Melalui kegiatan praktikal
seorang anak mengkonstruksi arti pada tingkatan intrapersonal, sedangkan
berbicara menghubungkan arti tersebut dengan dunia interpersonal sebagai
wahana ia berbagi dengan budayanya.
b.
Interaksi dinamis antara tugas, guru, dan
pembelajar
Karakteristik yang lebih
jauh dari peran guru sebagai fasilitator dalam sudut pandang konstruktivisme
sosial, adalah bahwa guru dan pembelajar memiliki intensitas keterlibatan yang
sama (Holt dan Willard-Holt 2000).

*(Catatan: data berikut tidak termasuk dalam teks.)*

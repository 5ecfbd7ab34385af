//! Full legal move generation pipeline.
//!
//! Dispatches to the piece-wise pseudo-legal generators, then filters out
//! candidates that leave the mover's own king attacked. The filter replays the
//! candidate with the same board transition the executor uses, so there is a
//! single definition of what a move does to the board.

use crate::game_state::{chess_types::*, game_state::GameState};
use crate::move_generation::legal_move_apply::{apply_unchecked, play_on_board};
use crate::move_generation::legal_move_checks::is_king_attacked_on_board;
use crate::move_generation::legal_moves_bishop::generate_bishop_moves;
use crate::move_generation::legal_moves_king::generate_king_moves;
use crate::move_generation::legal_moves_knight::generate_knight_moves;
use crate::move_generation::legal_moves_pawn::generate_pawn_moves;
use crate::move_generation::legal_moves_queen::generate_queen_moves;
use crate::move_generation::legal_moves_rook::generate_rook_moves;
use crate::move_generation::move_generator::{GeneratedMove, MoveGenerator};
use crate::moves::chess_move::Move;

/// Pseudo-legal destinations for the piece on `from`, ignoring self-check.
/// Empty when the square is empty.
pub fn potential_moves(game_state: &GameState, from: Position) -> Vec<Position> {
    match game_state.piece_at(from) {
        Some(piece) => potential_moves_for_piece(game_state, from, piece),
        None => Vec::new(),
    }
}

/// Legal destinations for the piece on `from`. Empty for an empty square or a
/// piece that does not belong to the side to move.
pub fn legal_moves(game_state: &GameState, from: Position) -> Vec<Position> {
    match game_state.piece_at(from) {
        Some(piece) if piece.color == game_state.current_player => {
            legal_moves_for_piece(game_state, from, piece)
        }
        _ => Vec::new(),
    }
}

/// Every legal move of the side to move, scanning the board from a8 to h1.
pub fn all_legal_moves(game_state: &GameState) -> Vec<Move> {
    legal_moves_for_color(game_state, game_state.current_player)
}

/// Number of legal moves `color` would have in this position, whether or not
/// it is that side's turn. Used by the mobility term.
pub fn legal_move_count(game_state: &GameState, color: Color) -> usize {
    game_state
        .board
        .pieces_of(color)
        .map(|(from, piece)| legal_moves_for_piece(game_state, from, piece).len())
        .sum()
}

pub(crate) fn legal_moves_for_color(game_state: &GameState, color: Color) -> Vec<Move> {
    let mut moves = Vec::with_capacity(48);
    for (from, piece) in game_state.board.pieces_of(color) {
        for to in legal_moves_for_piece(game_state, from, piece) {
            moves.push(Move::new(from, to, piece));
        }
    }
    moves
}

pub(crate) fn potential_moves_for_piece(
    game_state: &GameState,
    from: Position,
    piece: Piece,
) -> Vec<Position> {
    let mut out = Vec::with_capacity(28);
    match piece.kind {
        PieceKind::Pawn => generate_pawn_moves(game_state, from, piece, &mut out),
        PieceKind::Knight => generate_knight_moves(game_state, from, piece, &mut out),
        PieceKind::Bishop => generate_bishop_moves(game_state, from, piece, &mut out),
        PieceKind::Rook => generate_rook_moves(game_state, from, piece, &mut out),
        PieceKind::Queen => generate_queen_moves(game_state, from, piece, &mut out),
        PieceKind::King => generate_king_moves(game_state, from, piece, &mut out),
    }
    out
}

pub(crate) fn legal_moves_for_piece(
    game_state: &GameState,
    from: Position,
    piece: Piece,
) -> Vec<Position> {
    let mut candidates = potential_moves_for_piece(game_state, from, piece);
    candidates.retain(|&to| leaves_king_safe(game_state, Move::new(from, to, piece)));
    candidates
}

fn leaves_king_safe(game_state: &GameState, mv: Move) -> bool {
    let (board, _) = play_on_board(&game_state.board, game_state.en_passant_target, &mv);
    !is_king_attacked_on_board(&board, mv.piece.color)
}

/// Generator that expands every legal move of the side to move into the
/// resulting state.
#[derive(Debug, Clone, Copy, Default)]
pub struct LegalMoveGenerator;

impl MoveGenerator for LegalMoveGenerator {
    fn generate_legal_moves(&self, game_state: &GameState) -> Vec<GeneratedMove> {
        all_legal_moves(game_state)
            .into_iter()
            .map(|mv| {
                let game_after_move = apply_unchecked(game_state, mv);
                let chess_move = game_after_move
                    .move_history
                    .last()
                    .copied()
                    .unwrap_or(mv);
                GeneratedMove {
                    chess_move,
                    game_after_move,
                }
            })
            .collect()
    }
}

#[cfg(test)]
mod tests {
    use super::*;
    use crate::move_generation::legal_move_apply::apply_move;

    fn sq(row: u8, col: u8) -> Position {
        Position::new(row, col).expect("square on board")
    }

    #[test]
    fn start_position_has_twenty_legal_moves() {
        let game = GameState::new_game();
        assert_eq!(all_legal_moves(&game).len(), 20);
        assert_eq!(LegalMoveGenerator.generate_legal_moves(&game).len(), 20);
        assert_eq!(legal_move_count(&game, Color::Black), 20);
    }

    #[test]
    fn selecting_empty_or_enemy_square_yields_nothing() {
        let game = GameState::new_game();
        assert!(legal_moves(&game, sq(4, 4)).is_empty());
        assert!(legal_moves(&game, sq(1, 4)).is_empty());
        assert!(!potential_moves(&game, sq(1, 4)).is_empty());
    }

    #[test]
    fn pinned_piece_keeps_potential_but_loses_legal_moves() {
        // White bishop e2 pinned by black rook e8 against king e1.
        let board = Board::empty()
            .with_piece(sq(7, 4), Piece::new(PieceKind::King, Color::White))
            .with_piece(sq(6, 4), Piece::new(PieceKind::Bishop, Color::White))
            .with_piece(sq(0, 4), Piece::new(PieceKind::Rook, Color::Black))
            .with_piece(sq(0, 0), Piece::new(PieceKind::King, Color::Black));
        let game = GameState::from_board(board, Color::White);
        assert!(!potential_moves(&game, sq(6, 4)).is_empty());
        assert!(legal_moves(&game, sq(6, 4)).is_empty());
    }

    #[test]
    fn generated_moves_never_leave_the_mover_in_check() {
        let mut game = GameState::new_game();
        for (from, to) in [((6, 4), (4, 4)), ((1, 5), (2, 5)), ((7, 3), (3, 7))] {
            let piece = game.piece_at(sq(from.0, from.1)).expect("piece to move");
            game = apply_move(&game, Move::new(sq(from.0, from.1), sq(to.0, to.1), piece))
                .expect("scripted move applies");
        }
        // Black is in check from the queen on h5; every reply must resolve it.
        assert!(game.check);
        let mover = game.current_player;
        for generated in LegalMoveGenerator.generate_legal_moves(&game) {
            assert!(!is_king_attacked_on_board(&generated.game_after_move.board, mover));
        }
    }

    #[test]
    fn generated_moves_carry_filled_in_side_effects() {
        let board = Board::empty()
            .with_piece(sq(7, 4), Piece::new(PieceKind::King, Color::White))
            .with_piece(sq(4, 4), Piece::new(PieceKind::Rook, Color::White))
            .with_piece(sq(1, 4), Piece::new(PieceKind::Knight, Color::Black))
            .with_piece(sq(0, 0), Piece::new(PieceKind::King, Color::Black));
        let game = GameState::from_board(board, Color::White);
        let capture = LegalMoveGenerator
            .generate_legal_moves(&game)
            .into_iter()
            .find(|generated| generated.chess_move.to == sq(1, 4))
            .expect("rook can take the knight");
        assert_eq!(
            capture.chess_move.captured_piece.map(|p| p.kind),
            Some(PieceKind::Knight)
        );
    }
}
//! Difficulty-scaled minimax engine.
//!
//! Order of decisions for one move:
//! 1. the opening book, when the settings allow it;
//! 2. no legal move means no answer;
//! 3. with probability `random_move_chance` a uniformly random legal move;
//! 4. otherwise every root move is searched to `depth - 1` further plies, a
//!    uniform noise in `[-evaluation_noise, evaluation_noise]` is added, and
//!    the best score for the side to move wins. Ties keep the earlier move.

use std::borrow::Cow;

use rand::prelude::IndexedRandom;
use rand::Rng;
use tracing::debug;

use crate::engines::difficulty::DifficultySettings;
use crate::engines::engine_trait::{Engine, EngineOutput, MoveSource};
use crate::game_state::chess_types::Color;
use crate::game_state::game_state::GameState;
use crate::move_generation::legal_move_generator::LegalMoveGenerator;
use crate::move_generation::move_generator::MoveGenerator;
use crate::search::board_scoring::{BoardScorer, ClassicScorer};
use crate::search::minimax::search_score;
use crate::tables::opening_book::OpeningBook;
use crate::utils::move_notation::move_to_simplified;

pub struct MinimaxEngine<R, S = ClassicScorer> {
    settings: DifficultySettings,
    book: Cow<'static, OpeningBook>,
    move_generator: LegalMoveGenerator,
    scorer: S,
    rng: R,
}

impl<R: Rng> MinimaxEngine<R> {
    /// Engine with the classic scorer and the embedded opening book.
    pub fn new(settings: DifficultySettings, rng: R) -> Self {
        Self {
            settings,
            book: Cow::Borrowed(OpeningBook::shared()),
            move_generator: LegalMoveGenerator,
            scorer: ClassicScorer,
            rng,
        }
    }
}

impl<R: Rng, S: BoardScorer> MinimaxEngine<R, S> {
    pub fn with_scorer<T: BoardScorer>(self, scorer: T) -> MinimaxEngine<R, T> {
        MinimaxEngine {
            settings: self.settings,
            book: self.book,
            move_generator: self.move_generator,
            scorer,
            rng: self.rng,
        }
    }

    pub fn with_book(mut self, book: OpeningBook) -> Self {
        self.book = Cow::Owned(book);
        self
    }

    pub fn settings(&self) -> &DifficultySettings {
        &self.settings
    }

    fn random_move_chance(&self) -> f64 {
        let chance = self.settings.random_move_chance;
        if chance.is_finite() {
            chance.clamp(0.0, 1.0)
        } else {
            0.0
        }
    }

    fn noise(&mut self) -> i32 {
        let spread = self.settings.evaluation_noise.abs();
        if spread == 0 {
            0
        } else {
            self.rng.random_range(-spread..=spread)
        }
    }

    pub fn search(&mut self, game_state: &GameState) -> Option<EngineOutput> {
        if self.settings.use_opening_book {
            if let Some(best_move) = self.book.lookup(game_state, &mut self.rng) {
                return Some(EngineOutput {
                    best_move,
                    score: None,
                    nodes: 0,
                    source: MoveSource::Book,
                });
            }
        }

        let root_moves = self.move_generator.generate_legal_moves(game_state);
        if root_moves.is_empty() {
            return None;
        }

        let chance = self.random_move_chance();
        if chance > 0.0 && self.rng.random_bool(chance) {
            let picked = root_moves.choose(&mut self.rng)?;
            debug!(mv = %move_to_simplified(&picked.chess_move), "random move");
            return Some(EngineOutput {
                best_move: picked.chess_move,
                score: None,
                nodes: 0,
                source: MoveSource::Random,
            });
        }

        let maximizing = game_state.current_player == Color::White;
        let child_depth = self.settings.depth.saturating_sub(1);
        let mut nodes = 0u64;
        let mut best: Option<(usize, i32)> = None;

        for (idx, root) in root_moves.iter().enumerate() {
            let score = search_score(
                &root.game_after_move,
                child_depth,
                self.settings.use_alpha_beta,
                &self.move_generator,
                &self.scorer,
                &mut nodes,
            )
            .saturating_add(self.noise());

            let improves = match best {
                None => true,
                Some((_, best_score)) if maximizing => score > best_score,
                Some((_, best_score)) => score < best_score,
            };
            if improves {
                best = Some((idx, score));
            }
        }

        let (idx, score) = best?;
        let best_move = root_moves.get(idx)?.chess_move;
        debug!(
            mv = %move_to_simplified(&best_move),
            score,
            nodes,
            depth = self.settings.depth,
            "search finished"
        );

        Some(EngineOutput {
            best_move,
            score: Some(score),
            nodes,
            source: MoveSource::Search,
        })
    }
}

impl<R: Rng, S: BoardScorer> Engine for MinimaxEngine<R, S> {
    fn choose_move(&mut self, game_state: &GameState) -> Option<EngineOutput> {
        self.search(game_state)
    }
}
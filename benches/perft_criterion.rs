use std::time::Duration;

use criterion::{black_box, criterion_group, criterion_main, BenchmarkId, Criterion, Throughput};

use chess_core::game_state::game_state::GameState;
use chess_core::move_generation::legal_move_apply::apply_move;
use chess_core::move_generation::perft::perft_legal;
use chess_core::utils::move_notation::simplified_to_move;

#[derive(Clone, Copy)]
struct BenchCase {
    name: &'static str,
    line: &'static str,
    expected_nodes: &'static [u64],
}

const CASES: &[BenchCase] = &[
    BenchCase {
        name: "startpos",
        line: "",
        expected_nodes: &[20, 400, 8902],
    },
    BenchCase {
        name: "after_e4",
        line: "e4",
        expected_nodes: &[20, 600],
    },
];

fn play_line(line: &str) -> GameState {
    let mut game = GameState::new_game();
    for token in line.split_whitespace() {
        let mv = simplified_to_move(&game, token).expect("benchmark line should resolve");
        game = apply_move(&game, mv).expect("benchmark line should apply");
    }
    game
}

fn bench_perft(c: &mut Criterion) {
    let mut group = c.benchmark_group("perft");
    group.warm_up_time(Duration::from_secs(1));
    group.measurement_time(Duration::from_secs(4));
    group.sample_size(20);

    for case in CASES {
        let game = play_line(case.line);

        for (depth_idx, expected_nodes) in case.expected_nodes.iter().enumerate() {
            let depth = (depth_idx + 1) as u8;

            // Correctness guard before benchmarking.
            let warmup = perft_legal(&game, depth);
            assert_eq!(
                warmup.nodes as u64, *expected_nodes,
                "node mismatch in warmup for {} depth {}",
                case.name, depth
            );

            group.throughput(Throughput::Elements(*expected_nodes));
            group.bench_with_input(
                BenchmarkId::from_parameter(format!("{}_d{}", case.name, depth)),
                expected_nodes,
                |b, expected| {
                    b.iter(|| {
                        let count = perft_legal(black_box(&game), black_box(depth));
                        assert_eq!(count.nodes as u64, *expected);
                        black_box(count.nodes)
                    });
                },
            );
        }
    }

    group.finish();
}

criterion_group!(perft_benches, bench_perft);
criterion_main!(perft_benches);
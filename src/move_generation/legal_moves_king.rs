use crate::game_state::chess_rules::{CastleWing, KINGSIDE, KING_START_COL, QUEENSIDE};
use crate::game_state::{chess_types::*, game_state::GameState};
use crate::move_generation::legal_move_checks::is_square_attacked_on_board;
use crate::move_generation::legal_move_shared::push_step_moves;
use crate::moves::move_offsets::KING_OFFSETS;

pub fn generate_king_moves(
    game_state: &GameState,
    from: Position,
    king: Piece,
    out: &mut Vec<Position>,
) {
    push_step_moves(&game_state.board, from, king.color, &KING_OFFSETS, out);

    for wing in [KINGSIDE, QUEENSIDE] {
        if let Some(to) = castling_destination(&game_state.board, from, king, wing) {
            out.push(to);
        }
    }
}

/// King arrival square when castling on `wing` is currently allowed.
///
/// Checks history, emptiness between king and rook, that the king is not in
/// check and that the transit square is not attacked. The arrival square is
/// left to the common self-check filter.
fn castling_destination(
    board: &Board,
    from: Position,
    king: Piece,
    wing: CastleWing,
) -> Option<Position> {
    if king.has_moved || from.row != king.color.back_rank() || from.col != KING_START_COL {
        return None;
    }

    let rook_square = Position::new(from.row, wing.rook_from_col)?;
    let rook_ready = matches!(
        board.get(rook_square),
        Some(rook) if rook.kind == PieceKind::Rook && rook.color == king.color && !rook.has_moved
    );
    if !rook_ready {
        return None;
    }

    let (low, high) = if wing.rook_from_col < from.col {
        (wing.rook_from_col + 1, from.col)
    } else {
        (from.col + 1, wing.rook_from_col)
    };
    let path_clear = (low..high).all(|col| board.get(Position { row: from.row, col }).is_none());
    if !path_clear {
        return None;
    }

    let enemy = king.color.opposite();
    let transit = from.offset(0, wing.king_step)?;
    if is_square_attacked_on_board(board, from, enemy)
        || is_square_attacked_on_board(board, transit, enemy)
    {
        return None;
    }

    transit.offset(0, wing.king_step)
}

Hal ini berarti bahwa pengalaman belajar di
samping objektif juga subjektif dan membutuhkan kondisi di mana budaya,
nilai, dan latar belakang guru menjadi
bagian esensial sebagai penghubung antara pembelajar
dan tugasnya dalam mengkonstruksi makna. Pembelajar membandingkan kebenaran
versinya dengan versi guru dan temannya dalam rangka untuk mendapatkan
kebenaran versi masyarakat yang telah teruji (Kukla 2000). Tugas
atau masalahnya adalah adanya interface (batas) antara guru dan pembelajar
(McMahon 1997). Hal ini akan memunculkan interaksi dinamis antara tugas, guru
dan pembelajar. Hal ini membawa konsekuensi pembelajar dan guru seharusnya
mengembangkan suatu kepedulian terhadap sudut pandang orang lain dan kemudian
melihat kembali kepercayaan, standar dan nilai-nilainya, dengan demikian
berperilaku subjektif sekaligus objektif secara simultan (Savery
1994).
Green dan Gredler (2002)
menekankan belajar sebagai suatu proses interaktif, meliputi proses yang
diskursif (rasional), adaptif, interaktif dan reflektif secara berkualitas.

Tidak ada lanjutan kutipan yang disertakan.